What to produce: Report only the number of lines in the following entries where the word "ModelSchema" occurs.

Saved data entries
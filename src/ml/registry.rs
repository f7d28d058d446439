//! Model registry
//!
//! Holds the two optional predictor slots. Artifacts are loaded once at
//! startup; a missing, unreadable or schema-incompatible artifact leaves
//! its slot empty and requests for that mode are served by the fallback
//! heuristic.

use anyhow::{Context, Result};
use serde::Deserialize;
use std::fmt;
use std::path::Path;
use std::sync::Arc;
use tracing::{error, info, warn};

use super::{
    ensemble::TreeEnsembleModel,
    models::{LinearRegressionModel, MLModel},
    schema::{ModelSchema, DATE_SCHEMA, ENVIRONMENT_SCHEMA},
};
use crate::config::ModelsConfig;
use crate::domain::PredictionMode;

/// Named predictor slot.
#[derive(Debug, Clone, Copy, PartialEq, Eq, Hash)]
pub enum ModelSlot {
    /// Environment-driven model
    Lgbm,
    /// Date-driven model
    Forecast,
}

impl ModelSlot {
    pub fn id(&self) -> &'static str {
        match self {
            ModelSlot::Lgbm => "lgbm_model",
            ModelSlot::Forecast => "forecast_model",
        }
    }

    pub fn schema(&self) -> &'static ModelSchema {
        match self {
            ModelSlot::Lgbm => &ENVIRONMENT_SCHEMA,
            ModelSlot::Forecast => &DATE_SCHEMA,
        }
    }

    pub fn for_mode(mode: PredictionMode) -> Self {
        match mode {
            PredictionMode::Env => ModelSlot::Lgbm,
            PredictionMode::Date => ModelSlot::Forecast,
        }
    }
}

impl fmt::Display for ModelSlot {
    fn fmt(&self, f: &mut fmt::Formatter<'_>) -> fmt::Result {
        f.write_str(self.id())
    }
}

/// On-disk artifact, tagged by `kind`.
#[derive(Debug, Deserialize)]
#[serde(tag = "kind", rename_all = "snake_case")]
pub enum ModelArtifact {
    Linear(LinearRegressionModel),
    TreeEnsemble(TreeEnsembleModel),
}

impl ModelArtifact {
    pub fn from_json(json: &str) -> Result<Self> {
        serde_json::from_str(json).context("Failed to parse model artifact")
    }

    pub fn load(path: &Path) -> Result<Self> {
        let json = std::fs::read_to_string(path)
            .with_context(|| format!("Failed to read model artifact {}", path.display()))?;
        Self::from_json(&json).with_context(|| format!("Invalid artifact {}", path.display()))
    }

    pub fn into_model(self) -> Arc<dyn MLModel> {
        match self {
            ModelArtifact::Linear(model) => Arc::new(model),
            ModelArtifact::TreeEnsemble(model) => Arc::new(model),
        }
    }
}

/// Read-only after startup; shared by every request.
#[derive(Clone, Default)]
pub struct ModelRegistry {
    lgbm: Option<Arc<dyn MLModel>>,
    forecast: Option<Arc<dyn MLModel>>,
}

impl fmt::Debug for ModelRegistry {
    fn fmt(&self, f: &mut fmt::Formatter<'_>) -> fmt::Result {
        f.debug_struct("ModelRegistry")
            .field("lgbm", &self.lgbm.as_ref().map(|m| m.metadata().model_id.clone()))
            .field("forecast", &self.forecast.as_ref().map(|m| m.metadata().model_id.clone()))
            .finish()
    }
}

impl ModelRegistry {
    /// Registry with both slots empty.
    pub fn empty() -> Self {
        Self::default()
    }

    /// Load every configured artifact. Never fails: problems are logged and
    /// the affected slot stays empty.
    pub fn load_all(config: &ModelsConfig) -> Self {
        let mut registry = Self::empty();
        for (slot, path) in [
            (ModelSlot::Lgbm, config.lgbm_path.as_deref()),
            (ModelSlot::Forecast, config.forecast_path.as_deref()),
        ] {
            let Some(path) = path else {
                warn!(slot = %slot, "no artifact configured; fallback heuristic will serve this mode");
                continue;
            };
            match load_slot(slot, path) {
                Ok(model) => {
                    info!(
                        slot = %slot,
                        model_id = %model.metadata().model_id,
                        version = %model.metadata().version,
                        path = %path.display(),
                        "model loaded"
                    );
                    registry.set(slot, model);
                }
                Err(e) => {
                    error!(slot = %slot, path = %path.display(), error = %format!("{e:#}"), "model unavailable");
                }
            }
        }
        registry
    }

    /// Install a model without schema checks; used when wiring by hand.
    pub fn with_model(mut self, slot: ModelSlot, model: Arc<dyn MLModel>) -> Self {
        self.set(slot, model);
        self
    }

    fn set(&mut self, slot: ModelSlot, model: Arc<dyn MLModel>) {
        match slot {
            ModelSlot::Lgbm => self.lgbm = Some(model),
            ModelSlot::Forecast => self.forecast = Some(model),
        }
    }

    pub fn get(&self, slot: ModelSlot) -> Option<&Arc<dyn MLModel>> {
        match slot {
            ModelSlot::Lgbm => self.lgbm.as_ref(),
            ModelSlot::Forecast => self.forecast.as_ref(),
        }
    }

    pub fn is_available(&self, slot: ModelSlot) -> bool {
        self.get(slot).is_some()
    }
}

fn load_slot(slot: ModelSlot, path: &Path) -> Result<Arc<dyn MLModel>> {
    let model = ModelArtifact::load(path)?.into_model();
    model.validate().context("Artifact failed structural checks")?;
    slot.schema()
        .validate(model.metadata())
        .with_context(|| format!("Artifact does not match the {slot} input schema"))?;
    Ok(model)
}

...

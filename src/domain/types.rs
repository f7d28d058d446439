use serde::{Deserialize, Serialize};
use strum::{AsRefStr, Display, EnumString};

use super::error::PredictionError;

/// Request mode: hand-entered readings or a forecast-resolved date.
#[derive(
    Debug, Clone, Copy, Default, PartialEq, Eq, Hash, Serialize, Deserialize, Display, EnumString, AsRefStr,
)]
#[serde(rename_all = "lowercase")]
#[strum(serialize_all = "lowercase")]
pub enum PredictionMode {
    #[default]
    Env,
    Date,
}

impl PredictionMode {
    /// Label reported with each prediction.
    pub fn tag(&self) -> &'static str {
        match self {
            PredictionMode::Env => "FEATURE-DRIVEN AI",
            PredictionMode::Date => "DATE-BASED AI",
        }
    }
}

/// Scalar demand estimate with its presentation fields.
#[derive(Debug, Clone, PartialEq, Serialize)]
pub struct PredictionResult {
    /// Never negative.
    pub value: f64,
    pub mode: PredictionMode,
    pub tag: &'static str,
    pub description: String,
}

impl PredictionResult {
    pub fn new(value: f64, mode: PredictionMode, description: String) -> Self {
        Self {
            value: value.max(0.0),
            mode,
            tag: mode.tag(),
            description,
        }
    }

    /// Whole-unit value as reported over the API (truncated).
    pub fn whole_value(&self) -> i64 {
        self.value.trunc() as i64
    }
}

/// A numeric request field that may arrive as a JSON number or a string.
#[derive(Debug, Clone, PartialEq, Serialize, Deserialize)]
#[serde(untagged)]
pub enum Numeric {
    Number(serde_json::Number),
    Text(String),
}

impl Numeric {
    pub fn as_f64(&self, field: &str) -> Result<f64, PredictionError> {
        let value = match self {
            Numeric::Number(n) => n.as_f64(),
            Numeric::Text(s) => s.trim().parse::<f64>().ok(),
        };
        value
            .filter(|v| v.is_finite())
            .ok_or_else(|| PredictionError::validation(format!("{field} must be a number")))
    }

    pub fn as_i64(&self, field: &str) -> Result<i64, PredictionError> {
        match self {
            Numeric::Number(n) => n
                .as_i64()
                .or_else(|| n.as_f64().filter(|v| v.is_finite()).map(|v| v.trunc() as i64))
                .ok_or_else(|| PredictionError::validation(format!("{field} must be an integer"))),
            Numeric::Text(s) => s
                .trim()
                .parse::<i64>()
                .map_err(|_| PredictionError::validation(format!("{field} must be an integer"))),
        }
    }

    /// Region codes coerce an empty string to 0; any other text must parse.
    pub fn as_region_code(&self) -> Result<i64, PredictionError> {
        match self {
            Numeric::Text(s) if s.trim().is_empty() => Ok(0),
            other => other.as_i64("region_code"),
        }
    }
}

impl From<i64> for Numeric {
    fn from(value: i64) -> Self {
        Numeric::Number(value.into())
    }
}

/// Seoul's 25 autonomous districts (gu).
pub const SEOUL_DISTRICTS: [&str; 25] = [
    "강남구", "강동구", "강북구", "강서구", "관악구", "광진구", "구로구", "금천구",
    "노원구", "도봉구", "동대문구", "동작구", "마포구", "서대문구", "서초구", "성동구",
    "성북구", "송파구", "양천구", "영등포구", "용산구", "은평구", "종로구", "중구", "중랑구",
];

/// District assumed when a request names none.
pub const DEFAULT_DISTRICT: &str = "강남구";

Written response: 2